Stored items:
↓
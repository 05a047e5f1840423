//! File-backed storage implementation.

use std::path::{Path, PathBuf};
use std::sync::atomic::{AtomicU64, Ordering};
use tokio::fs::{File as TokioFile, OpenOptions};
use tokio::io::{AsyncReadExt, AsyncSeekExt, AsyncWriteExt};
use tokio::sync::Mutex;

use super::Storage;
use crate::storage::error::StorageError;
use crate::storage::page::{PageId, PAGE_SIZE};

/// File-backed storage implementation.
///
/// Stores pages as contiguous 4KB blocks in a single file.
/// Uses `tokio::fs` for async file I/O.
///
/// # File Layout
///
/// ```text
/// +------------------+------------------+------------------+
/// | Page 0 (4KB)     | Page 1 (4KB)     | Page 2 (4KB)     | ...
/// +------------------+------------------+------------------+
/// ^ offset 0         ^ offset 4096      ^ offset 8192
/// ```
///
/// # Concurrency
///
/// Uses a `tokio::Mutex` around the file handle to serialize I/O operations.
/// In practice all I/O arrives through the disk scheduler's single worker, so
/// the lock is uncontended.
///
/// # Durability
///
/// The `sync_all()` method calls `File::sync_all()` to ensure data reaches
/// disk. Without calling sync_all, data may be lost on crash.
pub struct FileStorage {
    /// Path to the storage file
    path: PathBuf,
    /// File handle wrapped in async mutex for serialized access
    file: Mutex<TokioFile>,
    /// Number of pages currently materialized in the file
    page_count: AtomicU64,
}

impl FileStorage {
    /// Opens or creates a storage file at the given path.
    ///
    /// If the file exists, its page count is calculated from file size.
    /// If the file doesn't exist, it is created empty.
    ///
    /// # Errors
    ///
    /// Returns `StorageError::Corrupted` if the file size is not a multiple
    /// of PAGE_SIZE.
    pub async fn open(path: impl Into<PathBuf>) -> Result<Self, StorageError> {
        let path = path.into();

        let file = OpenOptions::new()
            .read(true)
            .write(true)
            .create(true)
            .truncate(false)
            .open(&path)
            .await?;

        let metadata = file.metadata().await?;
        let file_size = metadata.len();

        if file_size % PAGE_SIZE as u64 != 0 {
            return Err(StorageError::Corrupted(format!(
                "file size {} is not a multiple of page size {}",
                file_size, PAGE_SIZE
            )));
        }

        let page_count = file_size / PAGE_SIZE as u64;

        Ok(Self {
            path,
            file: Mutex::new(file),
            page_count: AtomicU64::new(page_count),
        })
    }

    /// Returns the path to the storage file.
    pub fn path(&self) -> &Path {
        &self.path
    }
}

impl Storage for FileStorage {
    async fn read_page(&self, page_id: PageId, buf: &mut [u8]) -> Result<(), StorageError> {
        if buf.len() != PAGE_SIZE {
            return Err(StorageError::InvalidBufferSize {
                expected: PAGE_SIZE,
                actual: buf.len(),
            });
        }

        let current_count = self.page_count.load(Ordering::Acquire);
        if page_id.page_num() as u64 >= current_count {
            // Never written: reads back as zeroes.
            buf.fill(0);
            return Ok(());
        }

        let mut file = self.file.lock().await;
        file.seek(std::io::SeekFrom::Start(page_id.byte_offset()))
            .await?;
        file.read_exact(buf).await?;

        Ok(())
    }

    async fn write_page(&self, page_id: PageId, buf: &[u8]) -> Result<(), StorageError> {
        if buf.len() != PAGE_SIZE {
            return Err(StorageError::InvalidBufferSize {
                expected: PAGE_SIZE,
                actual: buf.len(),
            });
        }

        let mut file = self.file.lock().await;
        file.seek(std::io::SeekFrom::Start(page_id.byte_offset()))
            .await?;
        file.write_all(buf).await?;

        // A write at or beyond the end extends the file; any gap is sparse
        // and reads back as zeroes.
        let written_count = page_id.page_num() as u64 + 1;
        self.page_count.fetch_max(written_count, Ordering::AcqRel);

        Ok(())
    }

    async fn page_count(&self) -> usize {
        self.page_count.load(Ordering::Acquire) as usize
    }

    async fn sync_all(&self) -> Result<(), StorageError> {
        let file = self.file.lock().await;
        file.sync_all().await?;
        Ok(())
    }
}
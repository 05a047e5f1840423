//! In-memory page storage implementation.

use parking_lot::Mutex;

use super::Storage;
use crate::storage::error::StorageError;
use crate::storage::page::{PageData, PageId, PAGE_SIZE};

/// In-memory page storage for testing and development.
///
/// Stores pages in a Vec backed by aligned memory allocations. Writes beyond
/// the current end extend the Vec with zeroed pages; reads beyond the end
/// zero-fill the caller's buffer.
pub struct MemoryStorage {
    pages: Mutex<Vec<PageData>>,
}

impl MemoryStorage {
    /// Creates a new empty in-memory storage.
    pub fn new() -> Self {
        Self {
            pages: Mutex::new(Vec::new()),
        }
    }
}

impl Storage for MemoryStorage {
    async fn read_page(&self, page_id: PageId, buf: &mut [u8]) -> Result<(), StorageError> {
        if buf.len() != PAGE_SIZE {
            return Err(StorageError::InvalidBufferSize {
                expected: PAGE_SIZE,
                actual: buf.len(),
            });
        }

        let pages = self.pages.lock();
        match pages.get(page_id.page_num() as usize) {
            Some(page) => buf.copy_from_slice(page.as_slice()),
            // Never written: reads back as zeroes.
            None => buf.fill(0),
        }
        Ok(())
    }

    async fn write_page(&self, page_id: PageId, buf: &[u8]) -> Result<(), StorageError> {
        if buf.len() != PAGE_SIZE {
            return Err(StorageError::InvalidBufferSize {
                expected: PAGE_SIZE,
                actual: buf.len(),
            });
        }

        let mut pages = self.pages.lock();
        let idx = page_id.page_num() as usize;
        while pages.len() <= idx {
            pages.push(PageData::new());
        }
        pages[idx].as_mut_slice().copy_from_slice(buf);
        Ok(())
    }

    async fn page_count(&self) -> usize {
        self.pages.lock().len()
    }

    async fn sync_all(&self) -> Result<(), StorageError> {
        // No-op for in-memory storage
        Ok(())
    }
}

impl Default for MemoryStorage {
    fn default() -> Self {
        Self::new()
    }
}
↑
↓
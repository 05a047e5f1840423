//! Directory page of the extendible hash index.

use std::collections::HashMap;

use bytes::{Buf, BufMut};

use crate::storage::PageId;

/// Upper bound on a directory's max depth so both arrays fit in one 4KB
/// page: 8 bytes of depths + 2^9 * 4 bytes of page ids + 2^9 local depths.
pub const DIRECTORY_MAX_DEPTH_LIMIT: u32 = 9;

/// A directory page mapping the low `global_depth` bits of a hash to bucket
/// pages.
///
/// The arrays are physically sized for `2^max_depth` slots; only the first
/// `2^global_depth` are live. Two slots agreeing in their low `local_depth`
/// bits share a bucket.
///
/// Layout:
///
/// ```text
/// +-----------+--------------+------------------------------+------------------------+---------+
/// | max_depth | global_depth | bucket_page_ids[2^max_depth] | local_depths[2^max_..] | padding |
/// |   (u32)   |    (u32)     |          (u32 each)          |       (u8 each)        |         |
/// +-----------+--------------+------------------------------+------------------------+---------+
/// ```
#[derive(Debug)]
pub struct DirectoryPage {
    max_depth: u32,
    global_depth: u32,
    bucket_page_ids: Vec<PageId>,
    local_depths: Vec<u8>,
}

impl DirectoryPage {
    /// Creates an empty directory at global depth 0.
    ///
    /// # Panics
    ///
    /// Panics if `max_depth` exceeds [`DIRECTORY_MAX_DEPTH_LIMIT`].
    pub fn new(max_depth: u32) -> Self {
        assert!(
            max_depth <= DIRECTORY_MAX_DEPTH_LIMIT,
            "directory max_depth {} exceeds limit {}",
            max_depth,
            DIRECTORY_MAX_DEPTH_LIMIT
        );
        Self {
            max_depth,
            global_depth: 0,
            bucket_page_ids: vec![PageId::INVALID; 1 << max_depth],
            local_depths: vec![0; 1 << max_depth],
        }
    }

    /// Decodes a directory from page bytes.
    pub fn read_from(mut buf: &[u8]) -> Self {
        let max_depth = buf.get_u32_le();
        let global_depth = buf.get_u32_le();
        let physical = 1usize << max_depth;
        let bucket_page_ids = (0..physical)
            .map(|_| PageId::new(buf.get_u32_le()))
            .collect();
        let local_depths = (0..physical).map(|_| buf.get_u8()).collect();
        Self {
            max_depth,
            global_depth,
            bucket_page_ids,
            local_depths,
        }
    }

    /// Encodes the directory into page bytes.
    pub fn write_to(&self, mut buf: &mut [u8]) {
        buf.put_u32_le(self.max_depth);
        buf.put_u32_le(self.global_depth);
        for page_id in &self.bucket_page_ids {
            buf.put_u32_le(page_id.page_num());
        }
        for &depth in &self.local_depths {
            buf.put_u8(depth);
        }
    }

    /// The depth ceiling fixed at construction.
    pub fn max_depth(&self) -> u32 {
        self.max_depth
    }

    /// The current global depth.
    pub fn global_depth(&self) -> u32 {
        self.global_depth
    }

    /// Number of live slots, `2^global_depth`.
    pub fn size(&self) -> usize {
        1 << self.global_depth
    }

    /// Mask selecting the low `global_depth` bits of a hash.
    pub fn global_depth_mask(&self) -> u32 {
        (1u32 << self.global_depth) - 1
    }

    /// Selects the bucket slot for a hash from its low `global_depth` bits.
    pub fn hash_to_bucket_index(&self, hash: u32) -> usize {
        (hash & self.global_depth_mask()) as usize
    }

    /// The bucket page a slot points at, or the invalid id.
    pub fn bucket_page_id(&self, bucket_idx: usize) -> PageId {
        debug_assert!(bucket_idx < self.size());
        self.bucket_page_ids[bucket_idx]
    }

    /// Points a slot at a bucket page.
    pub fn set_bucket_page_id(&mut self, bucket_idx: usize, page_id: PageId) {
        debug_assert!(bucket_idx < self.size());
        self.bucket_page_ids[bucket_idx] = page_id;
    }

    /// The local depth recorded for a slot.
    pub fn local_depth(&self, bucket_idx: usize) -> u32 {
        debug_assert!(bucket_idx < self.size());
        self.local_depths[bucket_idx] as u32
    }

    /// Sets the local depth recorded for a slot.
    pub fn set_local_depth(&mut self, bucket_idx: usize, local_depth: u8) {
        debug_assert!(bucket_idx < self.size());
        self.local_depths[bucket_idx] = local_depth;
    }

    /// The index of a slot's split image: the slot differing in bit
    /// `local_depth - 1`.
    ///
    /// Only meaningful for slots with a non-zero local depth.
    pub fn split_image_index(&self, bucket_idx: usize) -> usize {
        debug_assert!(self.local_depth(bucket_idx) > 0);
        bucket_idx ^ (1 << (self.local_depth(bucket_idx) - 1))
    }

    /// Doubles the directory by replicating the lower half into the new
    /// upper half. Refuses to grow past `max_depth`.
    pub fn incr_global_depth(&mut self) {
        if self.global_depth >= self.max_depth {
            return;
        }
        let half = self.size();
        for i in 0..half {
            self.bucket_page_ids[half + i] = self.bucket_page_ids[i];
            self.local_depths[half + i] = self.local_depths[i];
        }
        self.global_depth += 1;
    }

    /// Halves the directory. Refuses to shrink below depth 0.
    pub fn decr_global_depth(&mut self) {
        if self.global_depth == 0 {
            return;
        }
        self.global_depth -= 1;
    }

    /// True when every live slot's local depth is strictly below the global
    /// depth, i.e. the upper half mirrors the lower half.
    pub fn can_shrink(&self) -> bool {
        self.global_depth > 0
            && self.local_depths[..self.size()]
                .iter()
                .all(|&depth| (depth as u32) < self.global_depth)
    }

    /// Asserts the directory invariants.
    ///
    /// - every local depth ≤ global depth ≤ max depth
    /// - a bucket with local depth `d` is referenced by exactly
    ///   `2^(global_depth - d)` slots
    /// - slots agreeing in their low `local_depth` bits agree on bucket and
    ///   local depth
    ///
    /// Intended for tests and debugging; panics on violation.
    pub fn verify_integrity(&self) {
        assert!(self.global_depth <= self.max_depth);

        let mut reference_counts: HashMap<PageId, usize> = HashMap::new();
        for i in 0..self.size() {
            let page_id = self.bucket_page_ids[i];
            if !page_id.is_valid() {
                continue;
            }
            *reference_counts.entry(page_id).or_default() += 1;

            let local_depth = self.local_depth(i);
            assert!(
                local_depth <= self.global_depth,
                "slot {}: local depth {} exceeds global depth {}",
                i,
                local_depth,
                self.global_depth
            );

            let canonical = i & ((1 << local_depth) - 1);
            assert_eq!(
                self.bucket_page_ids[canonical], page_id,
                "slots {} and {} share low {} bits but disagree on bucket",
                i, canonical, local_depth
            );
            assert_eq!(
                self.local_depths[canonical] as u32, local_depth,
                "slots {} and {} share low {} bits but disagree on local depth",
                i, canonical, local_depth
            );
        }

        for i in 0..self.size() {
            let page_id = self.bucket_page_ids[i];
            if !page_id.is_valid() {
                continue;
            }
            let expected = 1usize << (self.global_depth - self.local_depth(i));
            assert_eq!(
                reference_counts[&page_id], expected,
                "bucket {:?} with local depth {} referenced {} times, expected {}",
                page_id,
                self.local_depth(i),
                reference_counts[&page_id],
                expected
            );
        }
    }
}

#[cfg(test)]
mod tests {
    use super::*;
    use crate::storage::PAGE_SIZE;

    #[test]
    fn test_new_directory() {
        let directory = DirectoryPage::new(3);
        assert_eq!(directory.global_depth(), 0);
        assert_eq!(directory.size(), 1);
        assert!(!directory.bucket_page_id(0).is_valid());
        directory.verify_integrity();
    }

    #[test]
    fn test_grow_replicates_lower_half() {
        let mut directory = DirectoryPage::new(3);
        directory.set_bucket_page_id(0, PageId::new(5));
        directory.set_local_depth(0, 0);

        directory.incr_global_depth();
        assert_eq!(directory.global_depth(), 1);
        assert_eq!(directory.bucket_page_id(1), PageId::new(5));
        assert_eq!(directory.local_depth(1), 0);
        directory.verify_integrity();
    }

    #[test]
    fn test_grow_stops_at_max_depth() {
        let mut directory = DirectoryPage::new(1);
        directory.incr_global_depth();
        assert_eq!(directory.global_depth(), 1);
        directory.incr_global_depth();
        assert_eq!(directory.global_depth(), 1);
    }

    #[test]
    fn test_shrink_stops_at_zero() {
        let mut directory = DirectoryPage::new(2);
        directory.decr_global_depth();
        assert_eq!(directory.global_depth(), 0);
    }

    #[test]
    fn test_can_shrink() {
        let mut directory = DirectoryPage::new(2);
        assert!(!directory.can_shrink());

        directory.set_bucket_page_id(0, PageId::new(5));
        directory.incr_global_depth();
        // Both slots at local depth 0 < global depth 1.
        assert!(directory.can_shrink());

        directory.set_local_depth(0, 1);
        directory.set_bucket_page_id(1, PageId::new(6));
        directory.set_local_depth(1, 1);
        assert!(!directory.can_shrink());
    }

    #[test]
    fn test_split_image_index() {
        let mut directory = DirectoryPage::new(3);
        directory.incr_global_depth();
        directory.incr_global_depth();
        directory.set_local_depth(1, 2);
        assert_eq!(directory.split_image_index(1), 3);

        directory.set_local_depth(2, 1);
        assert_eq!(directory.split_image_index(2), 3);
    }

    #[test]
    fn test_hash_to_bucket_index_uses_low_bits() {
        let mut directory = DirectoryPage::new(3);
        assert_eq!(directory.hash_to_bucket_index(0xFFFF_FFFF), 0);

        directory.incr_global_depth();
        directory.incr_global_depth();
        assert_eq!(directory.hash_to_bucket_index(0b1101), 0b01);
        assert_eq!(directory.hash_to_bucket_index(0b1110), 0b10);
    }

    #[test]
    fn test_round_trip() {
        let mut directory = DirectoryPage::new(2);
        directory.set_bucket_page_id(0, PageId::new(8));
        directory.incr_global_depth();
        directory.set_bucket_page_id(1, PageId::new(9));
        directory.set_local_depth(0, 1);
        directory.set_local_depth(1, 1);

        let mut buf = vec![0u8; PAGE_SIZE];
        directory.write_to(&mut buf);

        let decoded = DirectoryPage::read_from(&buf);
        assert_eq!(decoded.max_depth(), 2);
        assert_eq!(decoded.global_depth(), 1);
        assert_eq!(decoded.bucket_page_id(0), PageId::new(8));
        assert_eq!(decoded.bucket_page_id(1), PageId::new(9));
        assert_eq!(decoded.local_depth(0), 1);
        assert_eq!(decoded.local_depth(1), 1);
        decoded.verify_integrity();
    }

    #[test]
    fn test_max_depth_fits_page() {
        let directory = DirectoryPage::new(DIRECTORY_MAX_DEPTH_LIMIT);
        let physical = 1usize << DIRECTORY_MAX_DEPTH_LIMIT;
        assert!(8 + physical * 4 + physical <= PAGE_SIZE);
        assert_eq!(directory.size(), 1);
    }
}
↑
## Exercise
The answer should be all lines from the entries above that hold the word "implementation".

## Reply
//! File-backed storage implementation.
/// File-backed storage implementation.
//! In-memory page storage implementation.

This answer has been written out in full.